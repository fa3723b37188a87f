//! Relative date expressions resolved against a reference day.
//!
//! Rules are tried in table order against the original query; a span
//! claimed by an earlier rule is never re-read by a later one.

use chrono::{Datelike, Days, Duration, Months, NaiveDate, Weekday};
use regex::{Captures, Regex};
use serde::Serialize;
use std::fmt;
use std::sync::LazyLock;

/// Inclusive calendar range.
#[derive(Debug, Clone, Copy, PartialEq, Eq, Hash, Serialize)]
pub struct DateRange {
    pub start: NaiveDate,
    pub end: NaiveDate,
}

impl DateRange {
    pub fn new(start: NaiveDate, end: NaiveDate) -> Self {
        if start <= end {
            Self { start, end }
        } else {
            Self { start: end, end: start }
        }
    }

    pub fn day(date: NaiveDate) -> Self {
        Self { start: date, end: date }
    }

    pub fn is_single_day(&self) -> bool {
        self.start == self.end
    }

    pub fn contains(&self, date: NaiveDate) -> bool {
        self.start <= date && date <= self.end
    }

    /// Days from `date` to the nearest edge of the range, `0` inside it.
    pub fn distance_days(&self, date: NaiveDate) -> i64 {
        if date < self.start {
            (self.start - date).num_days()
        } else if date > self.end {
            (date - self.end).num_days()
        } else {
            0
        }
    }
}

impl fmt::Display for DateRange {
    fn fmt(&self, f: &mut fmt::Formatter<'_>) -> fmt::Result {
        if self.is_single_day() {
            write!(f, "{}", self.start)
        } else {
            write!(f, "{} to {}", self.start, self.end)
        }
    }
}

#[derive(Debug, Clone, PartialEq, Eq, Serialize)]
pub struct TemporalExpression {
    /// The expression as written in the query.
    pub text: String,
    pub range: DateRange,
}

#[derive(Debug, Clone, Default, PartialEq, Eq, Serialize)]
pub struct TemporalInfo {
    /// In order of appearance.
    pub expressions: Vec<TemporalExpression>,
}

impl TemporalInfo {
    pub fn has_temporal(&self) -> bool {
        !self.expressions.is_empty()
    }

    /// Smallest range covering every expression.
    pub fn envelope(&self) -> Option<DateRange> {
        let start = self.expressions.iter().map(|e| e.range.start).min()?;
        let end = self.expressions.iter().map(|e| e.range.end).max()?;
        Some(DateRange::new(start, end))
    }

    pub fn dates(&self) -> Vec<NaiveDate> {
        self.expressions.iter().filter(|e| e.range.is_single_day()).map(|e| e.range.start).collect()
    }

    pub fn ranges(&self) -> Vec<DateRange> {
        self.expressions.iter().filter(|e| !e.range.is_single_day()).map(|e| e.range).collect()
    }
}

#[derive(Debug, Clone, PartialEq, Eq)]
pub struct Resolved {
    /// Query with each expression replaced by its ISO date or range.
    pub normalized: String,
    /// Query with each expression removed, whitespace collapsed.
    pub stripped: String,
    pub info: TemporalInfo,
}

type Resolver = fn(&Captures<'_>, NaiveDate) -> Option<DateRange>;

struct Rule {
    re: Regex,
    resolve: Resolver,
}

const COUNT: &str = r"(\d+|a|an|one|two|three|four|five|six|seven|eight|nine|ten|eleven|twelve)";
const WEEKDAYS: &str = "monday|tuesday|wednesday|thursday|friday|saturday|sunday";
const MONTHS: &str = "january|february|march|april|may|june|july|august|september|october|november|december";
const MONTH_ABBREVIATIONS: &str = "jan|feb|mar|apr|jun|jul|aug|sep|sept|oct|nov|dec";
/// "May" on its own is far more often the verb than the month.
const MONTHS_ALONE: &str = "january|february|march|april|june|july|august|september|october|november|december";

static RULES: LazyLock<Vec<Rule>> = LazyLock::new(|| {
    let table: Vec<(String, Resolver)> = vec![
        (r"\b(\d{4})-(\d{1,2})-(\d{1,2})\b".into(), iso_date as Resolver),
        (r"\bday before yesterday\b".into(), day_before_yesterday as Resolver),
        (format!(r"\b{COUNT}\s+(day|week|month|year)s?\s+ago\b"), units_ago as Resolver),
        (format!(r"\b(?:last|past|previous)\s+{COUNT}\s+(day|week|month)s?\b"), trailing_window as Resolver),
        (r"\b(?:today|tonight|this\s+(?:morning|afternoon|evening))\b".into(), same_day as Resolver),
        (r"\b(?:yesterday|last\s+night)\b".into(), previous_day as Resolver),
        (r"\b(this|last|previous|past)\s+(week|month|year)\b".into(), named_period as Resolver),
        (format!(r"\b(?:(last|on|this)\s+)?({WEEKDAYS})\b"), weekday as Resolver),
        (format!(r"\b({MONTHS}|{MONTH_ABBREVIATIONS})\.?\s+(\d{{1,2}})(?:st|nd|rd|th)?\b"), month_day as Resolver),
        (format!(r"\b({MONTHS_ALONE})\b"), whole_month as Resolver),
    ];
    table
        .into_iter()
        .filter_map(|(pattern, resolve)| Regex::new(&format!("(?i){pattern}")).ok().map(|re| Rule { re, resolve }))
        .collect()
});

/// Finds every temporal expression in `query` relative to `today`.
pub fn resolve(query: &str, today: NaiveDate) -> Resolved {
    let mut claimed: Vec<(usize, usize, DateRange)> = Vec::new();
    for rule in RULES.iter() {
        for caps in rule.re.captures_iter(query) {
            let Some(whole) = caps.get(0) else { continue };
            let (start, end) = (whole.start(), whole.end());
            if claimed.iter().any(|&(s, e, _)| start < e && s < end) {
                continue;
            }
            if let Some(range) = (rule.resolve)(&caps, today) {
                claimed.push((start, end, range));
            }
        }
    }
    claimed.sort_by_key(|&(start, _, _)| start);

    let mut normalized = String::with_capacity(query.len());
    let mut stripped = String::with_capacity(query.len());
    let mut expressions = Vec::with_capacity(claimed.len());
    let mut cursor = 0;
    for (start, end, range) in claimed {
        normalized.push_str(&query[cursor..start]);
        stripped.push_str(&query[cursor..start]);
        stripped.push(' ');
        normalized.push_str(&range.to_string());
        expressions.push(TemporalExpression { text: query[start..end].to_string(), range });
        cursor = end;
    }
    normalized.push_str(&query[cursor..]);
    stripped.push_str(&query[cursor..]);

    Resolved {
        normalized,
        stripped: stripped.split_whitespace().collect::<Vec<_>>().join(" "),
        info: TemporalInfo { expressions },
    }
}

/// Whether `text` contains any expression the resolver understands.
pub fn mentions_time(text: &str) -> bool {
    RULES.iter().any(|rule| rule.re.is_match(text))
}

fn parse_count(word: &str) -> Option<u32> {
    if let Ok(n) = word.parse() {
        return Some(n);
    }
    let n = match word.to_ascii_lowercase().as_str() {
        "a" | "an" | "one" => 1,
        "two" => 2,
        "three" => 3,
        "four" => 4,
        "five" => 5,
        "six" => 6,
        "seven" => 7,
        "eight" => 8,
        "nine" => 9,
        "ten" => 10,
        "eleven" => 11,
        "twelve" => 12,
        _ => return None,
    };
    Some(n)
}

fn week_start(date: NaiveDate) -> NaiveDate {
    date - Duration::days(i64::from(date.weekday().num_days_from_monday()))
}

fn month_start(date: NaiveDate) -> Option<NaiveDate> {
    date.with_day(1)
}

/// The calendar month `back` months before the one containing `date`.
fn calendar_month(date: NaiveDate, back: u32) -> Option<DateRange> {
    let start = month_start(date)?.checked_sub_months(Months::new(back))?;
    let end = start.checked_add_months(Months::new(1))? - Duration::days(1);
    Some(DateRange::new(start, end))
}

fn calendar_year(year: i32) -> Option<DateRange> {
    Some(DateRange::new(NaiveDate::from_ymd_opt(year, 1, 1)?, NaiveDate::from_ymd_opt(year, 12, 31)?))
}

fn same_day(_caps: &Captures<'_>, today: NaiveDate) -> Option<DateRange> {
    Some(DateRange::day(today))
}

fn previous_day(_caps: &Captures<'_>, today: NaiveDate) -> Option<DateRange> {
    Some(DateRange::day(today - Duration::days(1)))
}

fn day_before_yesterday(_caps: &Captures<'_>, today: NaiveDate) -> Option<DateRange> {
    Some(DateRange::day(today - Duration::days(2)))
}

fn iso_date(caps: &Captures<'_>, _today: NaiveDate) -> Option<DateRange> {
    let year = caps.get(1)?.as_str().parse().ok()?;
    let month = caps.get(2)?.as_str().parse().ok()?;
    let day = caps.get(3)?.as_str().parse().ok()?;
    NaiveDate::from_ymd_opt(year, month, day).map(DateRange::day)
}

fn days_back(today: NaiveDate, days: u64) -> Option<NaiveDate> {
    today.checked_sub_days(Days::new(days))
}

fn units_ago(caps: &Captures<'_>, today: NaiveDate) -> Option<DateRange> {
    let n = parse_count(caps.get(1)?.as_str())?;
    match caps.get(2)?.as_str().to_ascii_lowercase().as_str() {
        "day" => days_back(today, n.into()).map(DateRange::day),
        "week" => {
            let start = days_back(week_start(today), u64::from(n).checked_mul(7)?)?;
            Some(DateRange::new(start, start.checked_add_days(Days::new(6))?))
        }
        "month" => calendar_month(today, n),
        "year" => calendar_year(today.year().checked_sub(i32::try_from(n).ok()?)?),
        _ => None,
    }
}

fn trailing_window(caps: &Captures<'_>, today: NaiveDate) -> Option<DateRange> {
    let n = parse_count(caps.get(1)?.as_str())?;
    let start = match caps.get(2)?.as_str().to_ascii_lowercase().as_str() {
        "day" => days_back(today, n.into())?,
        "week" => days_back(today, u64::from(n).checked_mul(7)?)?,
        "month" => today.checked_sub_months(Months::new(n))?,
        _ => return None,
    };
    Some(DateRange::new(start, today))
}

fn named_period(caps: &Captures<'_>, today: NaiveDate) -> Option<DateRange> {
    let which = caps.get(1)?.as_str().to_ascii_lowercase();
    let unit = caps.get(2)?.as_str().to_ascii_lowercase();
    match (which.as_str(), unit.as_str()) {
        ("this", "week") => Some(DateRange::new(week_start(today), today)),
        ("this", "month") => Some(DateRange::new(month_start(today)?, today)),
        ("this", "year") => Some(DateRange::new(NaiveDate::from_ymd_opt(today.year(), 1, 1)?, today)),
        ("past", "week") => Some(DateRange::new(today - Duration::days(7), today)),
        ("past", "month") => Some(DateRange::new(today.checked_sub_months(Months::new(1))?, today)),
        ("past", "year") => Some(DateRange::new(today.checked_sub_months(Months::new(12))?, today)),
        (_, "week") => {
            let start = week_start(today) - Duration::days(7);
            Some(DateRange::new(start, start + Duration::days(6)))
        }
        (_, "month") => calendar_month(today, 1),
        (_, "year") => calendar_year(today.year() - 1),
        _ => None,
    }
}

fn weekday(caps: &Captures<'_>, today: NaiveDate) -> Option<DateRange> {
    let target: Weekday = caps.get(2)?.as_str().parse().ok()?;
    let strictly_before = caps.get(1).is_some_and(|m| m.as_str().eq_ignore_ascii_case("last"));
    let mut back = (7 + today.weekday().num_days_from_monday() - target.num_days_from_monday()) % 7;
    if back == 0 && strictly_before {
        back = 7;
    }
    Some(DateRange::day(today - Duration::days(i64::from(back))))
}

fn month_number(name: &str) -> Option<u32> {
    let name = name.to_ascii_lowercase();
    let prefix = name.get(..3)?;
    let n = match prefix {
        "jan" => 1,
        "feb" => 2,
        "mar" => 3,
        "apr" => 4,
        "may" => 5,
        "jun" => 6,
        "jul" => 7,
        "aug" => 8,
        "sep" => 9,
        "oct" => 10,
        "nov" => 11,
        "dec" => 12,
        _ => return None,
    };
    Some(n)
}

/// A month/day without a year is the most recent such day not after `today`.
fn month_day(caps: &Captures<'_>, today: NaiveDate) -> Option<DateRange> {
    let month = month_number(caps.get(1)?.as_str())?;
    let day = caps.get(2)?.as_str().parse().ok()?;
    let this_year = NaiveDate::from_ymd_opt(today.year(), month, day)?;
    if this_year <= today {
        return Some(DateRange::day(this_year));
    }
    NaiveDate::from_ymd_opt(today.year() - 1, month, day).map(DateRange::day)
}

fn whole_month(caps: &Captures<'_>, today: NaiveDate) -> Option<DateRange> {
    let month = month_number(caps.get(1)?.as_str())?;
    let year = if month <= today.month() { today.year() } else { today.year() - 1 };
    let start = NaiveDate::from_ymd_opt(year, month, 1)?;
    calendar_month(start, 0)
}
--------------------
What needs to be done: There is a line with "let end = self.expressions.iter().map(|e|" and a line with "pub fn ranges(&self)" above. Copy exactly those two lines and all lines between them, with nothing else.

Exercise solution:
        let end = self.expressions.iter().map(|e| e.range.end).max()?;
        Some(DateRange::new(start, end))
    }

    pub fn dates(&self) -> Vec<NaiveDate> {
        self.expressions.iter().filter(|e| e.range.is_single_day()).map(|e| e.range.start).collect()
    }

    pub fn ranges(&self) -> Vec<DateRange> {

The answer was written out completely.